What to do —
Could you please return each line of the data that has the word "rename"?

Saved entries —
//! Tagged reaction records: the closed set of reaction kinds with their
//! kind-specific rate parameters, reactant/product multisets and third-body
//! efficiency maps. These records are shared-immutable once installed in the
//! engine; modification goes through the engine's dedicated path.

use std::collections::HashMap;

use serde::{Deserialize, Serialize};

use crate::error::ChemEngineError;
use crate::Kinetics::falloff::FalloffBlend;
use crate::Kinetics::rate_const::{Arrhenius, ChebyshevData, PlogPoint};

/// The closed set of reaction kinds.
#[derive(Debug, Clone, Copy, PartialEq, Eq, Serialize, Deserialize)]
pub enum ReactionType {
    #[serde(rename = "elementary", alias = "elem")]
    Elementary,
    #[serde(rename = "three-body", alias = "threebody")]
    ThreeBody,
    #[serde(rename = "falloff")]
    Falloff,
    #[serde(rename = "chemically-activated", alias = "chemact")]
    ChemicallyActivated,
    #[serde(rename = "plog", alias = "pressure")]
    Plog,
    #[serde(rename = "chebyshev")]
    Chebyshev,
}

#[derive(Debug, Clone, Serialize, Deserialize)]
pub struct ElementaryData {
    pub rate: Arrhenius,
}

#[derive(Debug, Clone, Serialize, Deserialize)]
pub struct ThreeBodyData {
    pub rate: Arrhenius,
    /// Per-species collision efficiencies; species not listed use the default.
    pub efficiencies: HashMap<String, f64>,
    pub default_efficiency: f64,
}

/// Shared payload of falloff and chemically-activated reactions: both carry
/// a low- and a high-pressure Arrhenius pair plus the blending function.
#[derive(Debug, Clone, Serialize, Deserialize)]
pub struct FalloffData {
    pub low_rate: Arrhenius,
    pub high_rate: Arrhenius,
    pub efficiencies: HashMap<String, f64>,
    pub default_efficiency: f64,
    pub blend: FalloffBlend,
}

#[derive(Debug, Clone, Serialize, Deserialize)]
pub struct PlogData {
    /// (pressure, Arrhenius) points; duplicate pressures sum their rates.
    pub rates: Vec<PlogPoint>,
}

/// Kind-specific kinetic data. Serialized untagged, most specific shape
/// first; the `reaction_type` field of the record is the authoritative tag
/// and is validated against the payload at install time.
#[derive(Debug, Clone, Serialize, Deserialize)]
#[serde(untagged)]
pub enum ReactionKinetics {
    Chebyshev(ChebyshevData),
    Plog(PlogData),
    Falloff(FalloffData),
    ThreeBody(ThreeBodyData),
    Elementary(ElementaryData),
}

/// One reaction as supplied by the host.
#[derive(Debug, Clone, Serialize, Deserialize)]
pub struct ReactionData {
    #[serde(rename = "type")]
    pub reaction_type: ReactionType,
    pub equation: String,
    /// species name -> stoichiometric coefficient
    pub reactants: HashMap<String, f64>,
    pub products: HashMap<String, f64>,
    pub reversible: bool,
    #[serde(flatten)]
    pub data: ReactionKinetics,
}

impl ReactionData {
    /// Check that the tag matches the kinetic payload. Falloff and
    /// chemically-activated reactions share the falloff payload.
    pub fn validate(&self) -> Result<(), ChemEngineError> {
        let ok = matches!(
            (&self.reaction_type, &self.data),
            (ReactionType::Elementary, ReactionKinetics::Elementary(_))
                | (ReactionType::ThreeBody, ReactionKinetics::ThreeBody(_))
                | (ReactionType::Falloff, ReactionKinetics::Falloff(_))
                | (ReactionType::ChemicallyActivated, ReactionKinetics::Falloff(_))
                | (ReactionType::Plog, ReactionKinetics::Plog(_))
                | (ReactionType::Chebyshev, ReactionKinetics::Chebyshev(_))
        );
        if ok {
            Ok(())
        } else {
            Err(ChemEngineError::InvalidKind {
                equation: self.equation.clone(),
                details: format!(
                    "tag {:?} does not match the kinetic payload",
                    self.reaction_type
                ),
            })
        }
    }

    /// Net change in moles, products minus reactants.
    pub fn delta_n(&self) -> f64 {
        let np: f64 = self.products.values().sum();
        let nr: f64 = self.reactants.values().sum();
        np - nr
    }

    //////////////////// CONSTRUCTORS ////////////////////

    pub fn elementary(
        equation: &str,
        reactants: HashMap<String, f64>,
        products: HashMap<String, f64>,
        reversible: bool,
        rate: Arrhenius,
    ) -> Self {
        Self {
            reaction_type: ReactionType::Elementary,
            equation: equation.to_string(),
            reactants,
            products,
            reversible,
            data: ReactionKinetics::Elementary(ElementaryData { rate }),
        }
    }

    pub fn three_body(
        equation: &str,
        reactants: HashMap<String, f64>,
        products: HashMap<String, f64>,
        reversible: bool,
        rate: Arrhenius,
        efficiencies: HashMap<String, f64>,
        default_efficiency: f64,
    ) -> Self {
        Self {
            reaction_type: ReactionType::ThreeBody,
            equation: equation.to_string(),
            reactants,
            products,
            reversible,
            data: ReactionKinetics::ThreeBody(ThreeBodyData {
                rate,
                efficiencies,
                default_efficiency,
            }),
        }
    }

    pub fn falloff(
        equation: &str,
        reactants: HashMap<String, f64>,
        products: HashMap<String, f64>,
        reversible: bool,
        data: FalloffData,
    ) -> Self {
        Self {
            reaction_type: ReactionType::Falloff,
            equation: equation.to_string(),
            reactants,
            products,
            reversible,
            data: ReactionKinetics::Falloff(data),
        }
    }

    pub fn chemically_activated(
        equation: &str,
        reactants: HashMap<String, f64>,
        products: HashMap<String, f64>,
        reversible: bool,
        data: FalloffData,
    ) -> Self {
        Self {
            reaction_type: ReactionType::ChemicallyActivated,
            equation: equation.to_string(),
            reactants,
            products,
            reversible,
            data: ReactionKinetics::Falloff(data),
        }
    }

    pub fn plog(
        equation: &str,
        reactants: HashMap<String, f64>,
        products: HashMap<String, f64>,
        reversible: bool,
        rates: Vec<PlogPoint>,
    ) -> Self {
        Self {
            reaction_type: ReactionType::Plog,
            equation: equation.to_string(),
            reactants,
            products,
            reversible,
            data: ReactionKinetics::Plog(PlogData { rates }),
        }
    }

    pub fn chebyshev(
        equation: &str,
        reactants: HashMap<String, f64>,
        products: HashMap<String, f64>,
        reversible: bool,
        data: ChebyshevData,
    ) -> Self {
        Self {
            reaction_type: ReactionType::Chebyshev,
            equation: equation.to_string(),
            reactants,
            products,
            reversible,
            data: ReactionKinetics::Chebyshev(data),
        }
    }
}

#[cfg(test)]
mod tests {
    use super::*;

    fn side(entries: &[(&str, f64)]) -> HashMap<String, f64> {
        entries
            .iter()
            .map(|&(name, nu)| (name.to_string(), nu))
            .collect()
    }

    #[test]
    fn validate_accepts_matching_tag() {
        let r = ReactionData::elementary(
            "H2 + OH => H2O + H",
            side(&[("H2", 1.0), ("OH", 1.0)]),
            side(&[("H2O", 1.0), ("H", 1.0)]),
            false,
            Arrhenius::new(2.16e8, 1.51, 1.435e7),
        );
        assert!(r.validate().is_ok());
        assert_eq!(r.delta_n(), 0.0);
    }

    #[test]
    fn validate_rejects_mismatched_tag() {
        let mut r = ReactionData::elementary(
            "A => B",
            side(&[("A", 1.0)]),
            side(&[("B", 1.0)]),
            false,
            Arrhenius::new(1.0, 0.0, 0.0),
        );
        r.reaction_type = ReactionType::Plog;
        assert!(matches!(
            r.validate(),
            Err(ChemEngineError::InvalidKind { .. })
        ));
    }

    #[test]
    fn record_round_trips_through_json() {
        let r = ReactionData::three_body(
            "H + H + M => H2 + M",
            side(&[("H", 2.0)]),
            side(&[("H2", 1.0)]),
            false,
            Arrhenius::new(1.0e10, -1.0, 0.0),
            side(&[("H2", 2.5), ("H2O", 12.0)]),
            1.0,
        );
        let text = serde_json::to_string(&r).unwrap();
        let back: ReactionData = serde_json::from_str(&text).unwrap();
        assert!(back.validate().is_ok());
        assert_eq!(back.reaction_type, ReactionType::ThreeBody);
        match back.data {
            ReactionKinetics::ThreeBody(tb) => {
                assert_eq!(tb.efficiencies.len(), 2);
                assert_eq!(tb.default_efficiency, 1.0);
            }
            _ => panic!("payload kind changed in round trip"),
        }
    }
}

...

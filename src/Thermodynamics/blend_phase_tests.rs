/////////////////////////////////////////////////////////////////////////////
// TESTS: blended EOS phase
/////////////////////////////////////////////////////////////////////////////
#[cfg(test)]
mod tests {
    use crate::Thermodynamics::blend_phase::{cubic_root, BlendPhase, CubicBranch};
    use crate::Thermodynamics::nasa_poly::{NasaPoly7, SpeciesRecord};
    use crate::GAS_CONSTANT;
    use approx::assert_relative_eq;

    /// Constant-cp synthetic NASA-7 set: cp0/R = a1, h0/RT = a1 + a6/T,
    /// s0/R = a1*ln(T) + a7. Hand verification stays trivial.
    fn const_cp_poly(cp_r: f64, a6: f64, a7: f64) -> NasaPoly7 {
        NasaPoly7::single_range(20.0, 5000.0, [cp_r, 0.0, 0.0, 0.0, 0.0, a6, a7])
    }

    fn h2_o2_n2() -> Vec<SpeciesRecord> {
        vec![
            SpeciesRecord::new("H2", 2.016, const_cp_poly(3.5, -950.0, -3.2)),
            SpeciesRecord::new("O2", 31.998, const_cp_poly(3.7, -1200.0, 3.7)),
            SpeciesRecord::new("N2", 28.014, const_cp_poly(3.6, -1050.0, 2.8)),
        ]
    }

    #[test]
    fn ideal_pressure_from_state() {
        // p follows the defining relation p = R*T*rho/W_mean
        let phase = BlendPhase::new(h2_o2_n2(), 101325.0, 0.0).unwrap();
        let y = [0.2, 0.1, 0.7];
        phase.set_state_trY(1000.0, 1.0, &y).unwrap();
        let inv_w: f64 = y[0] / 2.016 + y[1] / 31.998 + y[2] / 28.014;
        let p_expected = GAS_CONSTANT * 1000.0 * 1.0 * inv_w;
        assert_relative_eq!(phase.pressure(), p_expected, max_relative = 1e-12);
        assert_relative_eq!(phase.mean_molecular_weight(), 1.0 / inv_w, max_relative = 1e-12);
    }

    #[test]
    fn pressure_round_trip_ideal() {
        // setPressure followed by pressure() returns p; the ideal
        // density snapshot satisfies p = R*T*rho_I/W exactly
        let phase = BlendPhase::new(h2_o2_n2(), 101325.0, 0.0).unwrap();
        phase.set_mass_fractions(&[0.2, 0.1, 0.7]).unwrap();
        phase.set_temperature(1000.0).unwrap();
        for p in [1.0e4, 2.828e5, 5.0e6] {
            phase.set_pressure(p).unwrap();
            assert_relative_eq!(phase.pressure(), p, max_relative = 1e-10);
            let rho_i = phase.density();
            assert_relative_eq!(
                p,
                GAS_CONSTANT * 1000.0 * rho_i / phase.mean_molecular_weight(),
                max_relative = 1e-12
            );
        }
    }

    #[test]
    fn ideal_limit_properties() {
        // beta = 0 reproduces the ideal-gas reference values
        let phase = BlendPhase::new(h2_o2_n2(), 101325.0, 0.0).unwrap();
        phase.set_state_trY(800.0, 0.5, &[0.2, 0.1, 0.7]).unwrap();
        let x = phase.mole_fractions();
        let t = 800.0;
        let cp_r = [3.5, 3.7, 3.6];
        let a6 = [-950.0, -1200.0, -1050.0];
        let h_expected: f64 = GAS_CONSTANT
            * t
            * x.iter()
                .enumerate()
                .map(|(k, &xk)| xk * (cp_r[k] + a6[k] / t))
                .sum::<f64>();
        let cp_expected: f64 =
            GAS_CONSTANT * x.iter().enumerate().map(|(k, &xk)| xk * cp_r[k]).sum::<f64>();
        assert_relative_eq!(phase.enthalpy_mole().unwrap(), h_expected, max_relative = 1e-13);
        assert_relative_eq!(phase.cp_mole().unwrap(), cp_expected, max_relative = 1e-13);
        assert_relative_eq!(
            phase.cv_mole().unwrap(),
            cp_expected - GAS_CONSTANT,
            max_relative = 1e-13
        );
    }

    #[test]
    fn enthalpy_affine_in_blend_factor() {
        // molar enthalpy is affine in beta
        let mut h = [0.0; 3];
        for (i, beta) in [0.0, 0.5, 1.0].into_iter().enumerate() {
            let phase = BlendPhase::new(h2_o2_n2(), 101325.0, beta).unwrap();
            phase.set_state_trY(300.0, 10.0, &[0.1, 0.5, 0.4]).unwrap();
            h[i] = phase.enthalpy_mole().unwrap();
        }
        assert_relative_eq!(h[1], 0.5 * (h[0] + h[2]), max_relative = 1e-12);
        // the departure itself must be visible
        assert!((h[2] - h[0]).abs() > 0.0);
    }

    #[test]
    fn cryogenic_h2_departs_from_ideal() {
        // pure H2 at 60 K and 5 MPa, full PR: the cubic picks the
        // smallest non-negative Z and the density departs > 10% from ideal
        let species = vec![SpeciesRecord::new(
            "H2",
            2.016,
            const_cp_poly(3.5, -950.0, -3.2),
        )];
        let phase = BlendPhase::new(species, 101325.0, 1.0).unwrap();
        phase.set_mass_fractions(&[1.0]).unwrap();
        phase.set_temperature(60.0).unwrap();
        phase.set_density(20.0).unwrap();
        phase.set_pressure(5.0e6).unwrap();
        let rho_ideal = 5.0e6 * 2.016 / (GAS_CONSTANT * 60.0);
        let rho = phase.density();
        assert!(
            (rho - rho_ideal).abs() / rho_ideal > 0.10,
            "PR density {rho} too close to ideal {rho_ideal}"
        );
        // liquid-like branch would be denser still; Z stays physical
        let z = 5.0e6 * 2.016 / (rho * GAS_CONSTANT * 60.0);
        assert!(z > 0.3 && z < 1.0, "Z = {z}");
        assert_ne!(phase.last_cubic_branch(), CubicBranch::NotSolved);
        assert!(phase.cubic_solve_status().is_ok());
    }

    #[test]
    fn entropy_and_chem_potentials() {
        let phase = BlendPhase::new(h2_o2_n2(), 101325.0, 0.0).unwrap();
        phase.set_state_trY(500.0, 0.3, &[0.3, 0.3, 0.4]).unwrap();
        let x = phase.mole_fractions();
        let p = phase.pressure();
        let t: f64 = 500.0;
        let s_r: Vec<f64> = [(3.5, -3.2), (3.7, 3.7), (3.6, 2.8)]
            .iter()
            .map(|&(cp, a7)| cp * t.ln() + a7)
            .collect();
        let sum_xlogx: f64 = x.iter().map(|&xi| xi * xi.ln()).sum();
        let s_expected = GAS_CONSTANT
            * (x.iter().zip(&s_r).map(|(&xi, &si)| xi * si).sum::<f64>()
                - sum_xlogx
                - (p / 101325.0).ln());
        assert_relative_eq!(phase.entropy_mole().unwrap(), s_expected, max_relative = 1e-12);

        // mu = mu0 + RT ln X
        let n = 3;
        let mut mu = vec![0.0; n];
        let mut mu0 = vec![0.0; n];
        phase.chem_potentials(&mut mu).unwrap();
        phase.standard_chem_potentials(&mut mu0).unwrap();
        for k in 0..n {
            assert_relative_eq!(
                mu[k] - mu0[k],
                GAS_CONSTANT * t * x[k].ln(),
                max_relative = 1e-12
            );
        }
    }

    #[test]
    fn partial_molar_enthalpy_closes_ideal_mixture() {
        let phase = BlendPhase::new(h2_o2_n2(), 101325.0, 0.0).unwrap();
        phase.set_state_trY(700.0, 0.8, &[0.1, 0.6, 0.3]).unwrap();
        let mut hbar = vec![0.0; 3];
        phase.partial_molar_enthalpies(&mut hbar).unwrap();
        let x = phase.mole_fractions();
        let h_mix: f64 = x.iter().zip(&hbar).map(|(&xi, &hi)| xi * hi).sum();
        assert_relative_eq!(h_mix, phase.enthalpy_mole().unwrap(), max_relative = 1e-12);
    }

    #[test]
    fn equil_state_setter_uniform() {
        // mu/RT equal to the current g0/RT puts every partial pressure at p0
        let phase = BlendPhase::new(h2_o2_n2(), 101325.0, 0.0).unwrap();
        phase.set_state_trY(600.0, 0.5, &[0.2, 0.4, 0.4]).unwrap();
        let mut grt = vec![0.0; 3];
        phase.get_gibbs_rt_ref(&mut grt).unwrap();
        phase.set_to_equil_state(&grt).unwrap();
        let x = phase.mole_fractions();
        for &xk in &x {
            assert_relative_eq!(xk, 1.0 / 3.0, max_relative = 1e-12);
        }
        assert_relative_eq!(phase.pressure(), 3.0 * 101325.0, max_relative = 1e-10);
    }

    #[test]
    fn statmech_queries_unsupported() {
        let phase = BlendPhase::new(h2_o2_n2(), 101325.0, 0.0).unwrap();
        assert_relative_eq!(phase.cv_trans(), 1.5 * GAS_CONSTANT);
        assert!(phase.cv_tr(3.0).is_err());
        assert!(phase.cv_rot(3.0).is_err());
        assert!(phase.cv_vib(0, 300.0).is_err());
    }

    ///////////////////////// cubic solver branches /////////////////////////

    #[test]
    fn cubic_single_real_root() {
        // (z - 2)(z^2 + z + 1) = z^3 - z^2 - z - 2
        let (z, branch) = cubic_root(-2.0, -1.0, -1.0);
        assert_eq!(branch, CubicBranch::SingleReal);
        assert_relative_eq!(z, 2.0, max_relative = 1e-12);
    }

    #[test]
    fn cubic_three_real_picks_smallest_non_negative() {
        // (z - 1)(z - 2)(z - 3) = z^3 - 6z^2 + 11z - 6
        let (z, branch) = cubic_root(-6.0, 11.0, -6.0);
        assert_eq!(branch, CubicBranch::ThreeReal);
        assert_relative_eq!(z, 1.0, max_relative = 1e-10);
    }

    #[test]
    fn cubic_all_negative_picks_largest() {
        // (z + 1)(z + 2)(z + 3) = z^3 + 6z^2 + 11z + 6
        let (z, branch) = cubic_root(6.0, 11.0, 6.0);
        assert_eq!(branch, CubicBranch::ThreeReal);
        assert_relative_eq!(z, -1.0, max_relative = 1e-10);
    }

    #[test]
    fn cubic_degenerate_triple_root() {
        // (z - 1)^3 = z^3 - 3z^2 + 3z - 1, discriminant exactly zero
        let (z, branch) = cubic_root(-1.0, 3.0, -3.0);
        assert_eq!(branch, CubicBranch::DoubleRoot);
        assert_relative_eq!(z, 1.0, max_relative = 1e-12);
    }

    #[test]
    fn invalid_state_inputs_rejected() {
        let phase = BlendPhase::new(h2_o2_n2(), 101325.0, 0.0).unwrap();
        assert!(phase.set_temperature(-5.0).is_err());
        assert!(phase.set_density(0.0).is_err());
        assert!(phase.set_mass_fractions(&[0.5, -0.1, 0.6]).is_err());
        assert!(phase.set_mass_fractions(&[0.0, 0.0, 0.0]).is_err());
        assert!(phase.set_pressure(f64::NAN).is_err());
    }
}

Output of the task —
    #[serde(rename = "elementary", alias = "elem")]
    #[serde(rename = "three-body", alias = "threebody")]
    #[serde(rename = "falloff")]
    #[serde(rename = "chemically-activated", alias = "chemact")]
    #[serde(rename = "plog", alias = "pressure")]
    #[serde(rename = "chebyshev")]
    #[serde(rename = "type")]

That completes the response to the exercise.